▸ **Work item**
In the data below, find the line that contains "pub struct Next<'n>" and the line that contains "pub fn run(self, ctx: &mut". Copy both, plus every line between them, exactly.

▸ **Provided data**

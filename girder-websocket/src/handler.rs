//! WebSocket handler trait for implementing custom message handling.

use crate::connection::Connection;
use crate::error::WebSocketError;
use crate::frame::CloseCode;
use crate::hub::Hub;
use crate::message::Message;
use std::sync::Arc;

/// Trait for handling WebSocket events.
///
/// Every method defaults to a no-op. Callbacks run on the worker thread that
/// owns the connection's session, so a slow callback only stalls that socket.
/// The hub lock is never held while a callback runs, so callbacks may freely
/// call back into the hub.
pub trait WebSocketHandler: Send + Sync + 'static {
    /// Called once the connection is registered and open.
    fn on_open(&self, hub: &Hub, conn: &Arc<Connection>) {
        let _ = (hub, conn);
    }

    /// Called for every complete text or binary message.
    fn on_message(&self, hub: &Hub, conn: &Arc<Connection>, message: Message) {
        let _ = (hub, conn, message);
    }

    /// Called when a protocol or I/O error ends the session.
    fn on_error(&self, hub: &Hub, conn: &Arc<Connection>, error: &WebSocketError) {
        let _ = (hub, conn, error);
    }

    /// Called after the connection has been unregistered.
    fn on_close(&self, hub: &Hub, conn: &Arc<Connection>, reason: Option<&(CloseCode, String)>) {
        let _ = (hub, conn, reason);
    }

    /// Called when a ping arrives. The pong reply has already been sent.
    fn on_ping(&self, hub: &Hub, conn: &Arc<Connection>, payload: &[u8]) {
        let _ = (hub, conn, payload);
    }

    /// Called when a pong arrives.
    fn on_pong(&self, hub: &Hub, conn: &Arc<Connection>, payload: &[u8]) {
        let _ = (hub, conn, payload);
    }
}

/// A no-op handler that logs events.
#[derive(Debug, Default, Clone)]
pub struct LoggingHandler;

impl WebSocketHandler for LoggingHandler {
    fn on_open(&self, _hub: &Hub, conn: &Arc<Connection>) {
        tracing::info!(connection_id = conn.id, remote_addr = ?conn.remote_addr, "Client connected");
    }

    fn on_message(&self, _hub: &Hub, conn: &Arc<Connection>, message: Message) {
        tracing::debug!(
            connection_id = conn.id,
            message_type = ?message.message_type(),
            payload_len = message.as_bytes().len(),
            "Received message"
        );
    }

    fn on_error(&self, _hub: &Hub, conn: &Arc<Connection>, error: &WebSocketError) {
        tracing::error!(connection_id = conn.id, error = %error, "WebSocket error");
    }

    fn on_close(&self, _hub: &Hub, conn: &Arc<Connection>, reason: Option<&(CloseCode, String)>) {
        tracing::info!(
            connection_id = conn.id,
            code = reason.map(|(code, _)| code.as_u16()),
            "Client disconnected"
        );
    }
}
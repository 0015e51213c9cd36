// Middleware system for request/response processing

use crate::context::{RequestContext, StateValue};
use crate::error::Result;
use crate::http::{HttpMethod, HttpResponse};
use crate::logging::{error, trace};
use serde_json::json;
use std::any::Any;
use std::panic::{self, AssertUnwindSafe};
use std::sync::Arc;
use uuid::Uuid;

/// Terminal step of a chain: the route handler or a reserved route.
pub type Endpoint<'n> = &'n dyn Fn(&mut RequestContext<'_>) -> Result<HttpResponse>;

/// Middleware trait for processing requests before they reach the handler
pub trait Middleware: Send + Sync {
    /// Process the request, optionally calling `next.run(ctx)` to continue.
    fn handle(&self, ctx: &mut RequestContext<'_>, next: Next<'_>) -> Result<HttpResponse>;
}

/// The rest of the chain after the current middleware.
pub struct Next<'n> {
    middlewares: &'n [Arc<dyn Middleware>],
    endpoint: Endpoint<'n>,
}

impl<'n> Next<'n> {
    pub fn new(middlewares: &'n [Arc<dyn Middleware>], endpoint: Endpoint<'n>) -> Self {
        Self {
            middlewares,
            endpoint,
        }
    }

    /// Run the remaining middleware, then the endpoint.
    pub fn run(self, ctx: &mut RequestContext<'_>) -> Result<HttpResponse> {
        match self.middlewares.split_first() {
            Some((current, rest)) => current.handle(
                ctx,
                Next {
                    middlewares: rest,
                    endpoint: self.endpoint,
                },
            ),
            None => {
                trace!("Middleware chain complete, calling handler");
                (self.endpoint)(ctx)
            }
        }
    }
}

/// Middleware chain executor, run in registration order
#[derive(Clone, Default)]
pub struct MiddlewareChain {
    middlewares: Vec<Arc<dyn Middleware>>,
}

impl MiddlewareChain {
    pub fn new() -> Self {
        Self::default()
    }

    /// Add a middleware to the end of the chain
    pub fn use_middleware<M: Middleware + 'static>(&mut self, middleware: M) {
        self.middlewares.push(Arc::new(middleware));
    }

    pub fn len(&self) -> usize {
        self.middlewares.len()
    }

    pub fn is_empty(&self) -> bool {
        self.middlewares.is_empty()
    }

    /// Execute the chain with `endpoint` as its last step
    pub fn apply(&self, ctx: &mut RequestContext<'_>, endpoint: Endpoint<'_>) -> Result<HttpResponse> {
        trace!(
            middleware_count = self.middlewares.len(),
            path = %ctx.path(),
            method = %ctx.method(),
            "Executing middleware chain"
        );
        Next::new(&self.middlewares, endpoint).run(ctx)
    }
}

// ========== Built-in Middleware ==========

/// CORS (Cross-Origin Resource Sharing) middleware
pub struct CorsMiddleware {
    pub allow_origin: String,
    pub allow_methods: String,
    pub allow_headers: String,
    pub allow_credentials: bool,
    pub max_age: u32,
}

impl CorsMiddleware {
    pub fn new() -> Self {
        Self {
            allow_origin: "*".to_string(),
            allow_methods: "GET, POST, PUT, DELETE, OPTIONS, PATCH".to_string(),
            allow_headers: "Content-Type, Authorization, Accept".to_string(),
            allow_credentials: false,
            max_age: 86400, // 24 hours
        }
    }

    pub fn allow_origin(mut self, origin: &str) -> Self {
        self.allow_origin = origin.to_string();
        self
    }

    pub fn allow_headers(mut self, headers: &str) -> Self {
        self.allow_headers = headers.to_string();
        self
    }

    pub fn allow_credentials(mut self, allow: bool) -> Self {
        self.allow_credentials = allow;
        self
    }
}

impl Default for CorsMiddleware {
    fn default() -> Self {
        Self::new()
    }
}

impl Middleware for CorsMiddleware {
    fn handle(&self, ctx: &mut RequestContext<'_>, next: Next<'_>) -> Result<HttpResponse> {
        // Preflight never reaches the handler
        if ctx.method() == HttpMethod::OPTIONS {
            let mut response = HttpResponse::no_content()
                .with_header("Access-Control-Allow-Origin", self.allow_origin.as_str())
                .with_header("Access-Control-Allow-Methods", self.allow_methods.as_str())
                .with_header("Access-Control-Allow-Headers", self.allow_headers.as_str())
                .with_header("Access-Control-Max-Age", self.max_age.to_string());
            if self.allow_credentials {
                response = response.with_header("Access-Control-Allow-Credentials", "true");
            }
            return Ok(response);
        }

        let mut response = next.run(ctx)?;
        response
            .headers
            .set("Access-Control-Allow-Origin", self.allow_origin.as_str());
        if self.allow_credentials {
            response.headers.set("Access-Control-Allow-Credentials", "true");
        }
        Ok(response)
    }
}

/// Request ID middleware
///
/// Reuses a well-formed incoming `X-Request-Id`, otherwise generates a v4
/// UUID. The id is stored in context state under `request_id` and echoed on
/// the response.
pub struct RequestIdMiddleware;

impl RequestIdMiddleware {
    pub const STATE_KEY: &'static str = "request_id";
    pub const HEADER: &'static str = "X-Request-Id";
}

impl Middleware for RequestIdMiddleware {
    fn handle(&self, ctx: &mut RequestContext<'_>, next: Next<'_>) -> Result<HttpResponse> {
        let request_id = ctx
            .header(Self::HEADER)
            .and_then(|value| Uuid::parse_str(value).ok())
            .unwrap_or_else(Uuid::new_v4);

        ctx.set_state(Self::STATE_KEY, StateValue::Uuid(request_id));
        ctx.set_response_header(Self::HEADER, &request_id.to_string());
        next.run(ctx)
    }
}

/// Catches handler panics.
///
/// A panic becomes a 500 JSON response and is logged at `error`. Handler
/// errors pass through unchanged, so the router's error handler still maps
/// them.
pub struct RecoveryMiddleware;

impl Middleware for RecoveryMiddleware {
    fn handle(&self, ctx: &mut RequestContext<'_>, next: Next<'_>) -> Result<HttpResponse> {
        let method = ctx.method();
        let path = ctx.path();

        match panic::catch_unwind(AssertUnwindSafe(|| next.run(ctx))) {
            Ok(result) => result,
            Err(payload) => {
                let message = panic_message(payload.as_ref());
                error!(method = %method, path = %path, panic = %message, "Handler panicked");
                Ok(HttpResponse::internal_server_error().with_json_value(&json!({
                    "error": "Internal Server Error",
                    "detail": "handler panicked",
                    "status": 500,
                })))
            }
        }
    }
}

fn panic_message(payload: &(dyn Any + Send)) -> String {
    if let Some(message) = payload.downcast_ref::<&str>() {
        (*message).to_string()
    } else if let Some(message) = payload.downcast_ref::<String>() {
        message.clone()
    } else {
        "unknown panic payload".to_string()
    }
}

/// Adds an `X-Response-Time` header in milliseconds.
pub struct TimingMiddleware;

impl Middleware for TimingMiddleware {
    fn handle(&self, ctx: &mut RequestContext<'_>, next: Next<'_>) -> Result<HttpResponse> {
        let start = std::time::Instant::now();
        let mut response = next.run(ctx)?;
        let millis = start.elapsed().as_secs_f64() * 1000.0;
        response
            .headers
            .set("X-Response-Time", format!("{:.3}ms", millis));
        Ok(response)
    }
}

▸ **Answer box**
pub struct Next<'n> {
    middlewares: &'n [Arc<dyn Middleware>],
    endpoint: Endpoint<'n>,
}

impl<'n> Next<'n> {
    pub fn new(middlewares: &'n [Arc<dyn Middleware>], endpoint: Endpoint<'n>) -> Self {
        Self {
            middlewares,
            endpoint,
        }
    }

    /// Run the remaining middleware, then the endpoint.
    pub fn run(self, ctx: &mut RequestContext<'_>) -> Result<HttpResponse> {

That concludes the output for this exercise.